**Task directions:** Transcribe the following entries word for word. End with the line where "let total_nodes: usize" appears.

[Recorded data]
■ ■ ■ ■
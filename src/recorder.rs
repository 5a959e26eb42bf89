//! Append-only log of per-decision search costs.

use std::time::Duration;

/// Cost of a single AI decision.
#[derive(Clone, Debug, PartialEq)]
pub struct DecisionRecord {
    pub sequence_number: usize,
    pub nodes_evaluated: usize,
    pub depth_used: u8,
    pub elapsed: Duration,
    pub difficulty_label: &'static str,
}

/// Ordered log of decisions for the current session.
///
/// Entries are only ever appended by the difficulty modulator; the log can be
/// read by anyone and is emptied as a whole with `clear`.
#[derive(Clone, Debug, Default)]
pub struct DecisionRecorder {
    records: Vec<DecisionRecord>,
}

impl DecisionRecorder {
    pub fn new() -> Self {
        Self::default()
    }

    pub fn records(&self) -> &[DecisionRecord] {
        &self.records
    }

    pub fn last(&self) -> Option<&DecisionRecord> {
        self.records.last()
    }

    pub fn len(&self) -> usize {
        self.records.len()
    }

    pub fn is_empty(&self) -> bool {
        self.records.is_empty()
    }

    pub fn clear(&mut self) {
        self.records.clear();
    }

    pub(crate) fn append(
        &mut self,
        nodes_evaluated: usize,
        depth_used: u8,
        elapsed: Duration,
        difficulty_label: &'static str,
    ) -> &DecisionRecord {
        let sequence_number = self.records.len() + 1;
        self.records.push(DecisionRecord {
            sequence_number,
            nodes_evaluated,
            depth_used,
            elapsed,
            difficulty_label,
        });
        &self.records[sequence_number - 1]
    }
}

/// Aggregate cost of a sequence of decisions.
#[derive(Clone, Debug, PartialEq)]
pub struct RecordSummary {
    pub decisions: usize,
    pub total_nodes: usize,
    pub average_nodes: f64,
    pub total_elapsed: Duration,
    pub average_elapsed: Duration,
    pub max_depth: u8,
}

/// Summarizes `records`, or returns `None` if there is nothing to summarize.
pub fn summarize(records: &[DecisionRecord]) -> Option<RecordSummary> {
    if records.is_empty() {
        return None;
    }

    let decisions = records.len();
    let total_nodes: usize = records.iter().map(|r| r.nodes_evaluated).sum();
    let total_elapsed: Duration = records.iter().map(|r| r.elapsed).sum();
    let max_depth = records.iter().map(|r| r.depth_used).max().unwrap_or(0);

    Some(RecordSummary {
        decisions,
        total_nodes,
        average_nodes: total_nodes as f64 / decisions as f64,
        total_elapsed,
        average_elapsed: total_elapsed / decisions as u32,
        max_depth,
    })
}
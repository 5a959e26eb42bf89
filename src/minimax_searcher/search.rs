//! Minimax search algorithm implementation.
//!
//! # Core Algorithm
//!
//! Minimax walks the game tree to a fixed depth, alternately maximizing and minimizing the
//! score returned by the game's evaluator. Leaves are positions at depth 0 or terminal
//! positions; they are scored directly and never carry a move.
//!
//! # Alpha-Beta Pruning
//!
//! Pruning maintains a window [alpha, beta] representing the range of scores that matter.
//! Once `beta <= alpha` the remaining siblings cannot change the result and are skipped.
//! It is a toggle on the same algorithm: with pruning disabled the bounds are ignored and
//! every child is explored. The returned score is identical either way; only the number of
//! visited nodes differs.
//!
//! # Tie Breaking
//!
//! A child replaces the running best only when it is strictly better, so the first move (in
//! the game's own move order) that reaches the best score wins. The search is therefore a
//! deterministic function of its inputs.
//!
//! # Node Counting
//!
//! The node count is an explicit accumulator threaded through the recursion. The
//! `SearchContext` only stores the final count of the last top-level call.

use std::cmp::{max, min};
use std::time::{Duration, Instant};

use log::{debug, trace};
use thiserror::Error;
#[cfg(feature = "instrumentation")]
use tracing::instrument;

use super::{Game, Score};

#[derive(Error, Debug)]
pub enum SearchError {
    #[error("no available moves")]
    NoAvailableMoves,
    #[error("failed to apply move during search: {0}")]
    MoveApplication(String),
}

/// Search configuration parameters.
#[derive(Clone, Copy, Debug)]
struct SearchConfig {
    alpha_beta_enabled: bool,
}

/// Statistics collected during the most recent top-level search.
#[derive(Clone, Copy, Debug, PartialEq)]
pub struct SearchStats {
    pub nodes_evaluated: usize,
    pub alpha_beta_enabled: bool,
    pub last_score: Option<Score>,
    pub last_search_duration: Option<Duration>,
}

impl SearchStats {
    fn new(alpha_beta_enabled: bool) -> Self {
        Self {
            nodes_evaluated: 0,
            alpha_beta_enabled,
            last_score: None,
            last_search_duration: None,
        }
    }
}

/// The score of a searched position and the move that achieves it.
/// `best_move` is `None` when the position was scored as a leaf.
#[derive(Clone, Debug, PartialEq)]
pub struct SearchOutcome<M> {
    pub score: Score,
    pub best_move: Option<M>,
}

pub struct SearchContext {
    config: SearchConfig,
    stats: SearchStats,
}

impl Default for SearchContext {
    fn default() -> Self {
        Self::new(true)
    }
}

impl SearchContext {
    pub fn new(alpha_beta_enabled: bool) -> Self {
        Self {
            config: SearchConfig { alpha_beta_enabled },
            stats: SearchStats::new(alpha_beta_enabled),
        }
    }

    pub fn set_alpha_beta(&mut self, enabled: bool) {
        self.config.alpha_beta_enabled = enabled;
    }

    pub fn is_alpha_beta_enabled(&self) -> bool {
        self.config.alpha_beta_enabled
    }

    /// Snapshot of the last search. Only meaningful after `decide` has returned.
    pub fn stats(&self) -> SearchStats {
        self.stats
    }

    pub fn searched_position_count(&self) -> usize {
        self.stats.nodes_evaluated
    }

    pub fn last_score(&self) -> Option<Score> {
        self.stats.last_score
    }

    pub fn last_search_duration(&self) -> Option<Duration> {
        self.stats.last_search_duration
    }

    pub fn reset_stats(&mut self) {
        self.stats = SearchStats::new(self.config.alpha_beta_enabled);
    }

    /// Searches `state` to `depth` plies with an unbounded window.
    ///
    /// # Returns
    ///
    /// - `Ok(outcome)` - The best score and, for a live position, the first move reaching it
    /// - `Err(SearchError::MoveApplication)` - If the game rejected one of its own legal moves
    ///
    /// # Examples
    ///
    /// ```ignore
    /// let mut context = SearchContext::default();
    /// let outcome = context.decide(&game, &board, 9, true)?;
    /// println!("{} nodes evaluated", context.stats().nodes_evaluated);
    /// ```
    #[must_use = "search returns the best score and move found"]
    pub fn decide<G: Game>(
        &mut self,
        game: &G,
        state: &G::State,
        depth: u8,
        maximizing: bool,
    ) -> Result<SearchOutcome<G::Move>, SearchError> {
        self.decide_within(game, state, depth, maximizing, Score::MIN, Score::MAX)
    }

    /// Like `decide`, but starting from an explicit [alpha, beta] window.
    #[cfg_attr(feature = "instrumentation", instrument(skip_all))]
    pub fn decide_within<G: Game>(
        &mut self,
        game: &G,
        state: &G::State,
        depth: u8,
        maximizing: bool,
        alpha: Score,
        beta: Score,
    ) -> Result<SearchOutcome<G::Move>, SearchError> {
        self.reset_stats();
        debug!(
            "minimax search depth: {}, maximizing: {}, alpha-beta: {}",
            depth, maximizing, self.config.alpha_beta_enabled
        );

        let start = Instant::now();
        let mut nodes_evaluated = 0;
        let outcome = minimax(
            game,
            state,
            depth,
            maximizing,
            alpha,
            beta,
            self.config.alpha_beta_enabled,
            &mut nodes_evaluated,
        )?;

        self.stats.nodes_evaluated = nodes_evaluated;
        self.stats.last_score = Some(outcome.score);
        self.stats.last_search_duration = Some(start.elapsed());
        debug!(
            "search finished: score {}, move {:?}, {} nodes",
            outcome.score, outcome.best_move, nodes_evaluated
        );

        Ok(outcome)
    }
}

/// Updates best score and move if new score is better.
/// Returns true if best_score was updated.
fn update_best<M: Clone>(
    score: Score,
    candidate_move: &M,
    maximizing_player: bool,
    best_score: &mut Score,
    best_move: &mut Option<M>,
) -> bool {
    let is_better = best_move.is_none()
        || if maximizing_player {
            score > *best_score
        } else {
            score < *best_score
        };

    if is_better {
        *best_score = score;
        *best_move = Some(candidate_move.clone());
    }
    is_better
}

/// Recursive minimax over `game`, counting every visited node into `nodes_evaluated`.
///
/// The bounds only matter when `alpha_beta_enabled` is set.
#[allow(clippy::too_many_arguments)]
pub fn minimax<G: Game>(
    game: &G,
    state: &G::State,
    depth: u8,
    maximizing_player: bool,
    mut alpha: Score,
    mut beta: Score,
    alpha_beta_enabled: bool,
    nodes_evaluated: &mut usize,
) -> Result<SearchOutcome<G::Move>, SearchError> {
    *nodes_evaluated += 1;

    if depth == 0 || game.is_terminal(state) {
        let score = game.evaluate(state);
        trace!("leaf score: {}", score);
        return Ok(SearchOutcome {
            score,
            best_move: None,
        });
    }

    let candidates = game.legal_moves(state);
    let mut best_score = if maximizing_player {
        Score::MIN
    } else {
        Score::MAX
    };
    let mut best_move = None;

    for game_move in candidates.as_ref().iter() {
        let child = game
            .apply_move(state, game_move)
            .map_err(|error| SearchError::MoveApplication(format!("{:?}", error)))?;

        let child_outcome = minimax(
            game,
            &child,
            depth - 1,
            !maximizing_player,
            alpha,
            beta,
            alpha_beta_enabled,
            nodes_evaluated,
        )?;
        let score = child_outcome.score;

        update_best(
            score,
            game_move,
            maximizing_player,
            &mut best_score,
            &mut best_move,
        );

        if alpha_beta_enabled {
            if maximizing_player {
                alpha = max(alpha, score);
            } else {
                beta = min(beta, score);
            }
            if beta <= alpha {
                break;
            }
        }
    }

    if best_move.is_none() {
        // A game that is not terminal yet has no moves: score it as a leaf.
        best_score = game.evaluate(state);
    }

    Ok(SearchOutcome {
        score: best_score,
        best_move,
    })
}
■ ■ ■ ■
**Your solution:**
filename src/recorder.rs
repository 5a959e26eb42bf89
//! Append-only log of per-decision search costs.

use std::time::Duration;

/// Cost of a single AI decision.
#[derive(Clone, Debug, PartialEq)]
pub struct DecisionRecord {
    pub sequence_number: usize,
    pub nodes_evaluated: usize,
    pub depth_used: u8,
    pub elapsed: Duration,
    pub difficulty_label: &'static str,
}

/// Ordered log of decisions for the current session.
///
/// Entries are only ever appended by the difficulty modulator; the log can be
/// read by anyone and is emptied as a whole with `clear`.
#[derive(Clone, Debug, Default)]
pub struct DecisionRecorder {
    records: Vec<DecisionRecord>,
}

impl DecisionRecorder {
    pub fn new() -> Self {
        Self::default()
    }

    pub fn records(&self) -> &[DecisionRecord] {
        &self.records
    }

    pub fn last(&self) -> Option<&DecisionRecord> {
        self.records.last()
    }

    pub fn len(&self) -> usize {
        self.records.len()
    }

    pub fn is_empty(&self) -> bool {
        self.records.is_empty()
    }

    pub fn clear(&mut self) {
        self.records.clear();
    }

    pub(crate) fn append(
        &mut self,
        nodes_evaluated: usize,
        depth_used: u8,
        elapsed: Duration,
        difficulty_label: &'static str,
    ) -> &DecisionRecord {
        let sequence_number = self.records.len() + 1;
        self.records.push(DecisionRecord {
            sequence_number,
            nodes_evaluated,
            depth_used,
            elapsed,
            difficulty_label,
        });
        &self.records[sequence_number - 1]
    }
}

/// Aggregate cost of a sequence of decisions.
#[derive(Clone, Debug, PartialEq)]
pub struct RecordSummary {
    pub decisions: usize,
    pub total_nodes: usize,
    pub average_nodes: f64,
    pub total_elapsed: Duration,
    pub average_elapsed: Duration,
    pub max_depth: u8,
}

/// Summarizes `records`, or returns `None` if there is nothing to summarize.
pub fn summarize(records: &[DecisionRecord]) -> Option<RecordSummary> {
    if records.is_empty() {
        return None;
    }

    let decisions = records.len();
    let total_nodes: usize = records.iter().map(|r| r.nodes_evaluated).sum();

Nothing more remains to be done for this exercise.